//! Built-in schema definitions for every resource type in the catalog.
//!
//! `provision init` writes these into the schema store so operators can
//! edit them. The estimator counts fields from them.

use crate::schema::{
    Cardinality, FieldKind, FieldSpec, RelationshipSpec, ResourceSchema,
};
use std::sync::OnceLock;

static BUILTIN: OnceLock<Vec<ResourceSchema>> = OnceLock::new();

fn all() -> &'static [ResourceSchema] {
    BUILTIN.get_or_init(build)
}

pub fn get(name: &str) -> Option<&'static ResourceSchema> {
    all().iter().find(|s| s.name == name)
}

pub fn schemas() -> Vec<ResourceSchema> {
    all().to_vec()
}

pub fn names() -> impl Iterator<Item = &'static str> {
    all().iter().map(|s| s.name.as_str())
}

fn schema(
    name: &str,
    title: &str,
    description: &str,
    fields: Vec<FieldSpec>,
    relationships: &[(&str, Cardinality)],
) -> ResourceSchema {
    ResourceSchema {
        name: name.to_string(),
        title: title.to_string(),
        description: Some(description.to_string()),
        fields,
        relationships: relationships
            .iter()
            .map(|(target, cardinality)| RelationshipSpec {
                target: target.to_string(),
                cardinality: *cardinality,
            })
            .collect(),
        defaulted: false,
    }
}

fn f(name: &str, kind: FieldKind) -> FieldSpec {
    FieldSpec::new(name, kind)
}

const PRIORITIES: &[&str] = &["Low", "Medium", "High", "Urgent"];

fn build() -> Vec<ResourceSchema> {
    use Cardinality::*;
    use FieldKind::*;

    vec![
        schema(
            "clients",
            "Clients",
            "Client organizations and their primary contacts",
            vec![
                f("Name", Title),
                f("Status", FieldKind::select(&["Lead", "Active", "Paused", "Churned"])),
                f(
                    "Industry",
                    FieldKind::select(&["Technology", "Finance", "Healthcare", "Retail", "Other"]),
                ),
                f("Contact Email", Email),
                f("Phone", PhoneNumber),
                f("Website", Url),
                f("Account Owner", People),
                f("Created", CreatedTime),
            ],
            &[],
        ),
        schema(
            "team_members",
            "Team Members",
            "People working in this workspace",
            vec![
                f("Name", Title),
                f("Role", FieldKind::select(&["Manager", "Lead", "Contributor", "Contractor"])),
                f(
                    "Department",
                    FieldKind::select(&["Engineering", "Design", "Operations", "Sales"]),
                ),
                f("Email", Email),
                f("Start Date", Date),
                f("Active", Checkbox),
                f("Skills", FieldKind::multi_select(&["Planning", "Delivery", "Research", "Support"])),
            ],
            &[],
        ),
        schema(
            "projects",
            "Projects",
            "Client engagements with status, budget and schedule",
            vec![
                f("Name", Title),
                f(
                    "Status",
                    FieldKind::select(&["Planning", "Active", "On Hold", "Completed"]),
                ),
                f("Priority", FieldKind::select(PRIORITIES)),
                f("Client", FieldKind::relation("clients")),
                f("Lead", FieldKind::relation("team_members")),
                f("Start Date", Date),
                f("Due Date", Date),
                f("Budget", FieldKind::number("dollar")),
                f("Description", RichText),
                f("Last Edited", LastEditedTime),
            ],
            &[("clients", ManyToOne), ("team_members", ManyToOne)],
        ),
        schema(
            "tasks",
            "Tasks",
            "Units of work within a project",
            vec![
                f("Name", Title),
                f(
                    "Status",
                    FieldKind::select(&["To Do", "In Progress", "Blocked", "Done"]),
                ),
                f("Priority", FieldKind::select(PRIORITIES)),
                f("Project", FieldKind::relation("projects")),
                f("Assignee", FieldKind::relation("team_members")),
                f("Due Date", Date),
                f("Estimate Hours", FieldKind::number("number")),
                f(
                    "Overdue",
                    Formula {
                        expression: "and(prop(\"Status\") != \"Done\", now() > prop(\"Due Date\"))"
                            .to_string(),
                    },
                ),
            ],
            &[("projects", ManyToOne), ("team_members", ManyToOne)],
        ),
        schema(
            "meeting_notes",
            "Meeting Notes",
            "Agendas, decisions and action items",
            vec![
                f("Title", Title),
                f("Date", Date),
                f("Project", FieldKind::relation("projects")),
                f("Attendees", People),
                f(
                    "Type",
                    FieldKind::select(&["Kickoff", "Status", "Review", "Retrospective"]),
                ),
                f("Action Items", RichText),
            ],
            &[("projects", ManyToOne)],
        ),
        schema(
            "time_entries",
            "Time Entries",
            "Logged hours against tasks",
            vec![
                f("Description", Title),
                f("Task", FieldKind::relation("tasks")),
                f("Team Member", FieldKind::relation("team_members")),
                f("Date", Date),
                f("Hours", FieldKind::number("number")),
                f("Rate", FieldKind::number("dollar")),
                f("Billable", Checkbox),
                f(
                    "Amount",
                    Formula {
                        expression: "prop(\"Hours\") * prop(\"Rate\")".to_string(),
                    },
                ),
            ],
            &[("tasks", ManyToOne), ("team_members", ManyToOne)],
        ),
        schema(
            "invoices",
            "Invoices",
            "Billing documents issued to clients",
            vec![
                f("Invoice Number", Title),
                f("Client", FieldKind::relation("clients")),
                f("Project", FieldKind::relation("projects")),
                f("Amount", FieldKind::number("dollar")),
                f(
                    "Status",
                    FieldKind::select(&["Draft", "Sent", "Paid", "Overdue"]),
                ),
                f("Issue Date", Date),
                f("Due Date", Date),
                f(
                    "Project Budget",
                    Rollup {
                        relation: "Project".to_string(),
                        property: "Budget".to_string(),
                        function: "sum".to_string(),
                    },
                ),
            ],
            &[("clients", ManyToOne), ("projects", ManyToOne)],
        ),
        schema(
            "expenses",
            "Expenses",
            "Costs incurred on projects",
            vec![
                f("Description", Title),
                f("Project", FieldKind::relation("projects")),
                f("Amount", FieldKind::number("dollar")),
                f(
                    "Category",
                    FieldKind::select(&["Travel", "Software", "Hardware", "Services"]),
                ),
                f("Date", Date),
                f("Reimbursable", Checkbox),
                f("Receipt", Url),
            ],
            &[("projects", ManyToOne)],
        ),
        schema(
            "goals",
            "Goals",
            "Company and team objectives",
            vec![
                f("Objective", Title),
                f("Owner", People),
                f("Quarter", FieldKind::select(&["Q1", "Q2", "Q3", "Q4"])),
                f(
                    "Status",
                    FieldKind::select(&["Not Started", "On Track", "At Risk", "Achieved"]),
                ),
                f("Progress", FieldKind::number("percent")),
            ],
            &[],
        ),
        schema(
            "key_results",
            "Key Results",
            "Measurable outcomes for each goal",
            vec![
                f("Key Result", Title),
                f("Goal", FieldKind::relation("goals")),
                f("Target", FieldKind::number("number")),
                f("Current", FieldKind::number("number")),
                f(
                    "Attainment",
                    Formula {
                        expression: "prop(\"Current\") / prop(\"Target\")".to_string(),
                    },
                ),
            ],
            &[("goals", ManyToOne)],
        ),
        schema(
            "risks",
            "Risks",
            "Delivery risks with likelihood and mitigation",
            vec![
                f("Risk", Title),
                f("Project", FieldKind::relation("projects")),
                f("Likelihood", FieldKind::select(&["Low", "Medium", "High"])),
                f("Impact", FieldKind::select(&["Low", "Medium", "High"])),
                f("Mitigation", RichText),
                f("Owner", People),
                f("Open", Checkbox),
            ],
            &[("projects", ManyToOne)],
        ),
        schema(
            "contracts",
            "Contracts",
            "Signed agreements and renewal dates",
            vec![
                f("Contract", Title),
                f("Client", FieldKind::relation("clients")),
                f("Value", FieldKind::number("dollar")),
                f("Start Date", Date),
                f("End Date", Date),
                f("Auto Renew", Checkbox),
                f("Document", Url),
            ],
            &[("clients", ManyToOne)],
        ),
        schema(
            "audit_log",
            "Audit Log",
            "Record of significant workspace changes",
            vec![
                f("Event", Title),
                f("Actor", People),
                f(
                    "Category",
                    FieldKind::multi_select(&["Access", "Billing", "Data", "Configuration"]),
                ),
                f("Details", RichText),
                f("Logged", CreatedTime),
            ],
            &[],
        ),
    ]
}

#[cfg(test)]
mod tests {
    use super::*;
    use crate::tier;

    #[test]
    fn every_catalog_type_has_a_builtin() {
        for tier in tier::catalog() {
            for name in tier.resource_types {
                assert!(get(name).is_some(), "missing built-in for {name}");
            }
        }
    }

    #[test]
    fn builtins_pass_structural_checks() {
        for schema in schemas() {
            schema.check().unwrap();
            assert!(schema.has_title(), "{} has no title", schema.name);
            assert!(!schema.defaulted);
        }
    }

    #[test]
    fn builtin_yaml_roundtrip() {
        let projects = get("projects").unwrap();
        let yaml = serde_yaml::to_string(projects).unwrap();
        assert!(yaml.contains("type: relation"));
        let parsed: ResourceSchema = serde_yaml::from_str(&yaml).unwrap();
        assert_eq!(&parsed, projects);
    }
}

-- -- --

- **Task prompt**:
Gather from the data above every line with the string "defaulted".

- **Exercise answer**:
        defaulted: false,
            assert!(!schema.defaulted);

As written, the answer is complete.